Estimated Lift - The absolute difference between each variation and the baseline. The lift is calculated as (Conversion Value Variation - Conversion Value Baseline).

Confidence - is a measure of how much evidence there is in the data to conclude that the test (the comparison between the variation and the baseline) is not just due to chance. Before running the test, the analyst should select a confidence level that must be reached in order to reach this conclusion. For example, a common confidence threshold is 95%. This roughly translates into a 5% chance that we would expect to see as large, or larger difference between the variation and the baseline, if there was really no difference between the two. (Please see our post on the meaning of P-values and running tests). For more technical users, note that the Confidence is 1 minus the p-value calculated from a Welch t-test. The Confidence value will also depend if using the One-Tailed or Two-Tailed setting.

Report Options

Data Set

From here you can pick which data bucket to use for the reporting. The Production bucket takes into account all the variation selections and goals that do not include the QA flag set to true. On the other hand, the QA bucket includes only those that do have it (The QA flag can be set in many ways on both Express and API implementations)

Date Range

You are able to view the report data based on custom date ranges.

There are four options:

Today - gives the current days results
Yesterday - gives the previous days results
All Available - presents all data collected over the life of the test
Custom Range - select data over any contiguous range of dates

Visitor Traits

You may break out your test by visitor features by selecting the feature from the Visitor Traits selector. Checking the feature will expose the testing results for sessions that had the feature.
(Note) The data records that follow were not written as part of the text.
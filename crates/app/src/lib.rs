//! Application layer: mutation handles that announce changes on the event bus,
//! and resources that reload when those announcements arrive.

pub mod context;
pub mod handles;
pub mod loaders;
pub mod resource;

pub use context::AppContext;
pub use handles::{ClientsHandle, ProductsHandle, ProjectsHandle};
pub use resource::{FetchState, Loader, Resource};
Some caution must be exercised when interpreting the broken out results, as with each increased break out there is a greater chance of finding a false positive result. These results should be considered exploratory analysis, unless the test was pre-determined to evaluate by the selected features.

Goals / Conversions

By default, the test presents the results based on all goals. If you have multiple goals for a test, you may want to evaluate the results based on a particular, primary or secondary goal. Use this drop down to select the goal you would like the report to consider as the primary conversion event.

Baseline

By default, the first selection option is treated as the control baseline. However there may be times when you might prefer another option to be the baseline. For example, perhaps you are running a predictive agent, and you are interested in how much better the predictive results are than a Random selection, or the best performing individual option.

Statistical Test

The Statistical Test section gives you the option to decide if the test statistics should consider only one critical region (in the case of One-Tailed) or two (in the case of Two-Tailed).

Clicking on the Show P-Value, T-Score, etc option will expand the reporting, showing some new columns that include the data relevant to the test statistics such as the P-Value, T-Score, Degrees of Freedom and the Relative Lift (calculated as Conversion Value Variant - Conversion Value Baseline / Conversion Value Baseline ) .